What you are asked to do
Identify each line below containing the string "BlockIndex" and copy it.

:::::

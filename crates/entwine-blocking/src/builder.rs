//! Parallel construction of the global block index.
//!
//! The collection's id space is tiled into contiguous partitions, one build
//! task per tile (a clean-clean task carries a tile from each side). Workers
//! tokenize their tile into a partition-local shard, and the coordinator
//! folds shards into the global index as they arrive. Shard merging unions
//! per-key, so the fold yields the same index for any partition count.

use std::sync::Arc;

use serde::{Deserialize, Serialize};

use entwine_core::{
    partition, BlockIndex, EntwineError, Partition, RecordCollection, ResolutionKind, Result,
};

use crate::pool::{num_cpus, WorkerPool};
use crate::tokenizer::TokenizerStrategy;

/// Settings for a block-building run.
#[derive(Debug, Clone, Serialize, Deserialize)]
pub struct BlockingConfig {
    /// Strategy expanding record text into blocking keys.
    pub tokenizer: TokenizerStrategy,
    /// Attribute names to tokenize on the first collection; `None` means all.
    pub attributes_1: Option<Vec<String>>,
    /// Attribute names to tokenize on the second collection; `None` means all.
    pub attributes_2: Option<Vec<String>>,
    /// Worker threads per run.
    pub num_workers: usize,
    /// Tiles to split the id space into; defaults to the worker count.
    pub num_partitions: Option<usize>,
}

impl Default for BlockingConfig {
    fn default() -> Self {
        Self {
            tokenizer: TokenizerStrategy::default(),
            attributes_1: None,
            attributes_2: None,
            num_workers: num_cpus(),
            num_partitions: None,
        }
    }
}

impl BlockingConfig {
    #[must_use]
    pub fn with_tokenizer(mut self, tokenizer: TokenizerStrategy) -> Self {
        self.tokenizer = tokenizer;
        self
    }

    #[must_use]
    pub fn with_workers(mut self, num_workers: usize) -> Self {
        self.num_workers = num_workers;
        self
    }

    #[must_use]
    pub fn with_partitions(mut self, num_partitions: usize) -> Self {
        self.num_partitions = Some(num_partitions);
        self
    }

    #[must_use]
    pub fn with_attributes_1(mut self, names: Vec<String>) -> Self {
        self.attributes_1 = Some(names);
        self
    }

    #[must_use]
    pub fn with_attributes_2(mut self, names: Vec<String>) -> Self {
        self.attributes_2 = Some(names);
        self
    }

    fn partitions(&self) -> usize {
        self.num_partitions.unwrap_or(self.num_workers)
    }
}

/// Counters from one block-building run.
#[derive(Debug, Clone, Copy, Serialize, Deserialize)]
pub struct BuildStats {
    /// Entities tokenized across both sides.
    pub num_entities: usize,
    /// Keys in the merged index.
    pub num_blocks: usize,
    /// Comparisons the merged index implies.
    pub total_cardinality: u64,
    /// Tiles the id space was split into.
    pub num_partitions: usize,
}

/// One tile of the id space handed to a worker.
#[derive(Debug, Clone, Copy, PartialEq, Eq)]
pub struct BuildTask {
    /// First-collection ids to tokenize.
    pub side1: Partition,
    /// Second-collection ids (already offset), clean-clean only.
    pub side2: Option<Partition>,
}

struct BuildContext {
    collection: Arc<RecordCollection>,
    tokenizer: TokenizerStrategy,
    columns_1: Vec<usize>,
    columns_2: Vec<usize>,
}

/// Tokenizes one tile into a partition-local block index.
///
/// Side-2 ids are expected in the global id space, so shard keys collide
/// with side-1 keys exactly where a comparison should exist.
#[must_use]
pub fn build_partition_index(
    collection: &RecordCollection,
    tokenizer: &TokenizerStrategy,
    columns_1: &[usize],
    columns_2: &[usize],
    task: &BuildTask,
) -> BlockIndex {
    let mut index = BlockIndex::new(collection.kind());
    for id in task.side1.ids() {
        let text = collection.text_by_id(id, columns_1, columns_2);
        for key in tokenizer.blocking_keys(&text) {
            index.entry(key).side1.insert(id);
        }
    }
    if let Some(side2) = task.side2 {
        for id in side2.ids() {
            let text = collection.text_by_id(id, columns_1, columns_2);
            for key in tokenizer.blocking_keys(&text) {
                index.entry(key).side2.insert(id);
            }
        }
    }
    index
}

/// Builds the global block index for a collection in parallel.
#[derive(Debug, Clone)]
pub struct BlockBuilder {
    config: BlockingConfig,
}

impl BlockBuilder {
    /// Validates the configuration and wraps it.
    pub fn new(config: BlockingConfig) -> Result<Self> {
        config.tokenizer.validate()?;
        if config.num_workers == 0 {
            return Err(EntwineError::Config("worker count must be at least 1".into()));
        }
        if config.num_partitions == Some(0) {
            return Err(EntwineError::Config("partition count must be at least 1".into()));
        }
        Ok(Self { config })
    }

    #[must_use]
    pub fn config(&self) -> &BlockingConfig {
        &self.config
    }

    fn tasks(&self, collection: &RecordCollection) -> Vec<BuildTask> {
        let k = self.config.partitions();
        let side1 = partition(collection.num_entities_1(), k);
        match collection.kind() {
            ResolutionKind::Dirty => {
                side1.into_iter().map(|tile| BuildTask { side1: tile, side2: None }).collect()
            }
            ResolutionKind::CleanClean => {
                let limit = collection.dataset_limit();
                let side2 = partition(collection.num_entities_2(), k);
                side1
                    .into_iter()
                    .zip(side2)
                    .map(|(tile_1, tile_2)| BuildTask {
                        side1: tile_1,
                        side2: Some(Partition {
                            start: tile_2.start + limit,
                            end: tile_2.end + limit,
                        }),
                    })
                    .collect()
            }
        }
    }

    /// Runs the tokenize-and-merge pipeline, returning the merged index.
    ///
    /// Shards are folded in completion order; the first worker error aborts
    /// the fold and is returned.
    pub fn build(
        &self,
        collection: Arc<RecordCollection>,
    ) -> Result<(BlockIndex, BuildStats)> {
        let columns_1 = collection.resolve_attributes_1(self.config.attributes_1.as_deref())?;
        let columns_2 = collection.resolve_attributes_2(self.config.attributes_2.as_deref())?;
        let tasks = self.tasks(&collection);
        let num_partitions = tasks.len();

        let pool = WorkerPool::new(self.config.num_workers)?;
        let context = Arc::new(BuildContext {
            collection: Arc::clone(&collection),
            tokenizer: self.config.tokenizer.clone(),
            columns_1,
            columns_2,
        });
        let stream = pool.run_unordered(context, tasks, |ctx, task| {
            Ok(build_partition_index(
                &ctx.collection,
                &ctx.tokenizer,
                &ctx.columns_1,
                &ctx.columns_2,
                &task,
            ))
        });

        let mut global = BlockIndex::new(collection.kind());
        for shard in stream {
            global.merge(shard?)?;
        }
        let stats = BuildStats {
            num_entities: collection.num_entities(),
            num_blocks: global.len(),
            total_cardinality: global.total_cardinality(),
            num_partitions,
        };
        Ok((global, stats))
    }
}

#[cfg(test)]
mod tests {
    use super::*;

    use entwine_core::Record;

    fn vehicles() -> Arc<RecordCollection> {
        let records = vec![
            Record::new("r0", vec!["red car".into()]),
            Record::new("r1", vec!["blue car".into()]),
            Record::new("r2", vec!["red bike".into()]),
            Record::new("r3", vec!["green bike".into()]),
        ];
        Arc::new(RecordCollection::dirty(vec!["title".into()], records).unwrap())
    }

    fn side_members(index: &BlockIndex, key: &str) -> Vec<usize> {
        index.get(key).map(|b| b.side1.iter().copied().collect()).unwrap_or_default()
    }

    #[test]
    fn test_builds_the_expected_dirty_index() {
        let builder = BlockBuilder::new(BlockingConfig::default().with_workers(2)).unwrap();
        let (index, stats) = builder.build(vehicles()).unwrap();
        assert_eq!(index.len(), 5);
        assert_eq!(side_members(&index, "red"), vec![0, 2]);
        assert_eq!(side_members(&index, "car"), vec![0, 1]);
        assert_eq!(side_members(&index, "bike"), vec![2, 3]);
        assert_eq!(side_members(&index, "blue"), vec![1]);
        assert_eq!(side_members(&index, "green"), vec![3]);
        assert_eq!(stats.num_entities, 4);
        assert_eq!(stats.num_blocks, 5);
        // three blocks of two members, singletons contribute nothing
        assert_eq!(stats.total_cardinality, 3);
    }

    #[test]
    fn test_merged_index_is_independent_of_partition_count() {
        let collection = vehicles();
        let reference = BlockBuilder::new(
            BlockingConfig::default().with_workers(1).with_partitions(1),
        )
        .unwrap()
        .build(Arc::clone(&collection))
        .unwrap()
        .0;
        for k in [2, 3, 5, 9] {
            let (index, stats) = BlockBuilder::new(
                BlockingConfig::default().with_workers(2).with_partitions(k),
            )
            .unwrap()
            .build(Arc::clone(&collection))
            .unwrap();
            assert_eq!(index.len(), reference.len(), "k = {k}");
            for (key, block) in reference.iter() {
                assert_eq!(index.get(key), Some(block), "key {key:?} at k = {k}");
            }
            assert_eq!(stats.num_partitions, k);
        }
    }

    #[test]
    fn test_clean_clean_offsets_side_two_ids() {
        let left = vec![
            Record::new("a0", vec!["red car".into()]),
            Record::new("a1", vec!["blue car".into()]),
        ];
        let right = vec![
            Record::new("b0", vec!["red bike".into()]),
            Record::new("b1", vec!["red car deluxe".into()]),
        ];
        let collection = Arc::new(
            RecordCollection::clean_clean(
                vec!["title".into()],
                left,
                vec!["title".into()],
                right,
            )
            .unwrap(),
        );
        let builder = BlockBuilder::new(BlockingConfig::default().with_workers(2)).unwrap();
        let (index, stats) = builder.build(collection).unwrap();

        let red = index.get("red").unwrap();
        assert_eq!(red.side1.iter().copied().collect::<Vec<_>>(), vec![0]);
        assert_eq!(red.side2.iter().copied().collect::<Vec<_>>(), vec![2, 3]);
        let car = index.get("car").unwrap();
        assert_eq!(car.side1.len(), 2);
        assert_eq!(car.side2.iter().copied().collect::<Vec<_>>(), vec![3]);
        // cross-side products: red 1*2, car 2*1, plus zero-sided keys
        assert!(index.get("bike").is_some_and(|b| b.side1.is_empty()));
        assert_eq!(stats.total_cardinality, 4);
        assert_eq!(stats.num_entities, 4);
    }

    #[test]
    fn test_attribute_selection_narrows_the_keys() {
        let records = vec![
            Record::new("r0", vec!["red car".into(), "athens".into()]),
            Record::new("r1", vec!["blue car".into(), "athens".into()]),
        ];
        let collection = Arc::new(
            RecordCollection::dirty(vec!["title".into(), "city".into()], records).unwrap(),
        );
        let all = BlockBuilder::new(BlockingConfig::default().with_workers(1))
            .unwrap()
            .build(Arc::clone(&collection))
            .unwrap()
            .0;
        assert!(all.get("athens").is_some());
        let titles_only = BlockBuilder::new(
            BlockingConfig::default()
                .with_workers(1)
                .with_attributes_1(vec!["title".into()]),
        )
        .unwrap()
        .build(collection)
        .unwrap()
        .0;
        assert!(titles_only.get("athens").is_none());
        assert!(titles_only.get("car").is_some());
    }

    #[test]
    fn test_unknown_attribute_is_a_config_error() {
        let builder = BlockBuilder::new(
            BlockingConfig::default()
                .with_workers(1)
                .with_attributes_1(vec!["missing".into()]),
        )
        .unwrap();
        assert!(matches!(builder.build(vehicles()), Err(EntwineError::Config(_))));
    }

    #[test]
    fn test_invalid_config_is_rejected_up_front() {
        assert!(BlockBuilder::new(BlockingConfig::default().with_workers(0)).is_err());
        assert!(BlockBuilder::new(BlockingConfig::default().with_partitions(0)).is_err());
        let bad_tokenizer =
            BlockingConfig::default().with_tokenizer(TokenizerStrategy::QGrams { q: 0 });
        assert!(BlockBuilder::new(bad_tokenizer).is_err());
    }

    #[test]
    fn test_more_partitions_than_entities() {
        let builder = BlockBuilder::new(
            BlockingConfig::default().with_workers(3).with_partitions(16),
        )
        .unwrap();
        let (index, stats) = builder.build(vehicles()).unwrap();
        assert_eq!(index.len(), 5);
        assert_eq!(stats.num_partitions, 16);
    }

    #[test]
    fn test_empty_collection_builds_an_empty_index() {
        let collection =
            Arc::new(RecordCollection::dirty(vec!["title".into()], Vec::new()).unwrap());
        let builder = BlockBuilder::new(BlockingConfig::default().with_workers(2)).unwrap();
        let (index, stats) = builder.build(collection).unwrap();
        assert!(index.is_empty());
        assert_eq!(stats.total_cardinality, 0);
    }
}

:::::

Exercise solution
    partition, BlockIndex, EntwineError, Partition, RecordCollection, ResolutionKind, Result,
) -> BlockIndex {
    let mut index = BlockIndex::new(collection.kind());
    ) -> Result<(BlockIndex, BuildStats)> {
        let mut global = BlockIndex::new(collection.kind());
    fn side_members(index: &BlockIndex, key: &str) -> Vec<usize> {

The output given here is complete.